Local wine trends
(Part 1)
HAPPY Year of the Wood Dragon! Entering this new lunar year, I want to share my personal thoughts on the current wine trend in our country based on my interaction, conversation, and my own experience within the wine circle.
We just concluded a relatively tough year from a wine business standpoint in 2023, but this was understandable as the wine industry was coming off a huge boom year in 2022, bolstered by the presidential election and genuine revenge spending postCOVID. Still, the outlook and potential are quite good as from the estimated imports of 12-million-liters of wine, and with our population of 110 million, the per capita wine consumption is still just a trickle, like seven tablespoonfuls. There is so much room to grow.

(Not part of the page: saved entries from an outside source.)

use std::sync::Arc;
use std::time::Duration;

use async_trait::async_trait;
use serde::de::DeserializeOwned;
use serde_json::Value;

use crate::error::ApiError;
use crate::traits::EnvironmentApi;
use crate::transport::{ApiRequest, HttpTransport, Transport};
use crate::types::{
    ActionReply, CleanOptions, EnvironmentInfo, EnvironmentList, EnvironmentStatus, StartOptions,
    StatusList, SyncupResult, SystemStatus,
};

/// Percent-encode each `/`-separated segment of a catalog path once.
#[must_use]
pub fn encode_path(path: &str) -> String {
    path.split('/')
        .map(urlencoding::encode)
        .collect::<Vec<_>>()
        .join("/")
}

fn require_data<T: DeserializeOwned>(
    operation: &'static str,
    data: Option<Value>,
) -> Result<T, ApiError> {
    let data = data.ok_or_else(|| ApiError::malformed(operation, "response has no data"))?;
    serde_json::from_value(data).map_err(|error| ApiError::malformed(operation, error.to_string()))
}

fn optional_data<T: DeserializeOwned>(
    operation: &'static str,
    data: Option<Value>,
) -> Result<Option<T>, ApiError> {
    data.map(|data| {
        serde_json::from_value(data)
            .map_err(|error| ApiError::malformed(operation, error.to_string()))
    })
    .transpose()
}

fn body_of<T: serde::Serialize>(operation: &'static str, value: &T) -> Result<Value, ApiError> {
    serde_json::to_value(value).map_err(|error| ApiError::malformed(operation, error.to_string()))
}

/// HTTP implementation of [`EnvironmentApi`].
#[derive(Clone)]
pub struct VulhubClient {
    transport: Arc<dyn Transport>,
}

impl std::fmt::Debug for VulhubClient {
    fn fmt(&self, f: &mut std::fmt::Formatter<'_>) -> std::fmt::Result {
        f.debug_struct("VulhubClient").finish_non_exhaustive()
    }
}

impl VulhubClient {
    /// Connect to the panel API at `base_url`.
    ///
    /// # Errors
    /// Returns an error if the HTTP client cannot be constructed.
    pub fn new(base_url: &str, timeout: Duration) -> Result<Self, ApiError> {
        Ok(Self::with_transport(Arc::new(HttpTransport::new(
            base_url, timeout,
        )?)))
    }

    #[must_use]
    pub fn with_transport(transport: Arc<dyn Transport>) -> Self {
        Self { transport }
    }

    async fn read<T: DeserializeOwned>(
        &self,
        operation: &'static str,
        path: String,
    ) -> Result<T, ApiError> {
        let data = self.transport.send(ApiRequest::get(operation, path)).await?;
        require_data(operation, data)
    }

    async fn read_entity<T: DeserializeOwned>(
        &self,
        operation: &'static str,
        path: String,
    ) -> Result<Option<T>, ApiError> {
        match self.read(operation, path).await {
            Ok(value) => Ok(Some(value)),
            Err(error) if error.is_not_found() => Ok(None),
            Err(error) => Err(error),
        }
    }

    async fn act(&self, request: ApiRequest) -> Result<Option<ActionReply>, ApiError> {
        let operation = request.operation;
        let data = self.transport.send(request).await?;
        optional_data(operation, data)
    }
}

#[async_trait]
impl EnvironmentApi for VulhubClient {
    async fn system_status(&self) -> Result<SystemStatus, ApiError> {
        self.read("system status", "status".to_string()).await
    }

    async fn sync(&self) -> Result<SyncupResult, ApiError> {
        let data = self
            .transport
            .send(ApiRequest::post("sync catalog", "syncup"))
            .await?;
        require_data("sync catalog", data)
    }

    async fn list_catalog(&self) -> Result<EnvironmentList, ApiError> {
        self.read("list catalog", "environments".to_string()).await
    }

    async fn list_downloaded(&self) -> Result<StatusList, ApiError> {
        self.read("list downloaded", "environments/downloaded".to_string())
            .await
    }

    async fn list_running(&self) -> Result<StatusList, ApiError> {
        self.read("list running", "environments/running".to_string())
            .await
    }

    async fn get_info(&self, path: &str) -> Result<Option<EnvironmentInfo>, ApiError> {
        self.read_entity(
            "get info",
            format!("environments/info/{}", encode_path(path)),
        )
        .await
    }

    async fn get_status(&self, path: &str) -> Result<Option<EnvironmentStatus>, ApiError> {
        self.read_entity(
            "get status",
            format!("environments/status/{}", encode_path(path)),
        )
        .await
    }

    async fn start(
        &self,
        path: &str,
        options: StartOptions,
    ) -> Result<Option<ActionReply>, ApiError> {
        let request = ApiRequest::post("start", format!("environments/start/{}", encode_path(path)))
            .with_body(body_of("start", &options)?);
        self.act(request).await
    }

    async fn stop(&self, path: &str) -> Result<Option<ActionReply>, ApiError> {
        self.act(ApiRequest::post(
            "stop",
            format!("environments/stop/{}", encode_path(path)),
        ))
        .await
    }

    async fn restart(&self, path: &str) -> Result<Option<ActionReply>, ApiError> {
        self.act(ApiRequest::post(
            "restart",
            format!("environments/restart/{}", encode_path(path)),
        ))
        .await
    }

    async fn clean(
        &self,
        path: &str,
        options: CleanOptions,
    ) -> Result<Option<ActionReply>, ApiError> {
        let request =
            ApiRequest::delete("clean", format!("environments/clean/{}", encode_path(path)))
                .with_body(body_of("clean", &options)?);
        self.act(request).await
    }
}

Australian-produced wines are still the most popular Moscato wines sold in the country. From Yellow Tail, Gossips, to Hardys, Australian Moscato dominates the market in two of the three shades/colors: white and pink, but not red. Based on statistics from stateowned wineaustralia.com, wine exports to Philippines decreased by 7.4% in 2023 from 2022, yet Moscato as a varietal bucked this trend when it still grew by a decent 3%. The same study showed that since 2020, exports to Philippines of Moscato grew more than tenfold.

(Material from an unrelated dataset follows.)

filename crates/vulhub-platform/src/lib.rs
mod paths;

pub use paths::{AppPaths, AppPathsError};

Other Moscato-producing countries include Italy (southeastern Piedmont is the origin of this varietal and is also where Philippine’s most popular sweet sparkling wine, Asti Spumante, comes from), then there is Chile and the US.*
Prior to the Australian domination of Moscato, it was no more than just an ordinary varietal, and was not mentioned in the same commercial sphere as a Cabernet Sauvignon, Merlot, Chardonnay, or even Sauvignon Blanc. This varietal was available to us locally though, thanks to the top-selling market leader, the US brand Carlo Rossi, which started selling their Red Muscat back in the early 2000s. Carlo Rossi relabelled Red Muscat as Red Moscato (it is the same varietal) to capitalize on the “Moscato” craze.
But now Moscato — the original white version — is fast catching up to Chardonnay as the most popular white varietal in the country, while the pink counterpart has bested California-created White Zinfandel as most popular pink or rosé varietal in the Philippines. I believe this trend will continue as Filipinos just have a sweet- tooth and I don’t really see this waning in the coming years.
American wines, primarily from California, still dominate the Philippine wine market with over one-third of total wine imports to the country. Carlo Rossi, the omnipresent Californian wine brand from the largest private winery in the world, E&J Gallo, solidly dominates the market, mainly with their generic California Red and California White variants.
In the past, Californian wines were too polarized
— they were either the entry-level generic wines, which included the likes of Carlo Rossi, Almaden,
Franzia, Paul Mason (rebranded as Paul Madison recently), or the premium American Viticultural Area (AVA) or appellation-labeled Napa and Sonoma wines that included illustrious names like Opus One, Robert Mondavi, Beringer, Silver Oak, Stag’s Leap, Caymus, Ferrari-Carano, Kendall Jackson, and Simi among many. The huge gap in between the cheap generic and the expensive AVA wines is where the Australian and Chilean wines thrive in the local market.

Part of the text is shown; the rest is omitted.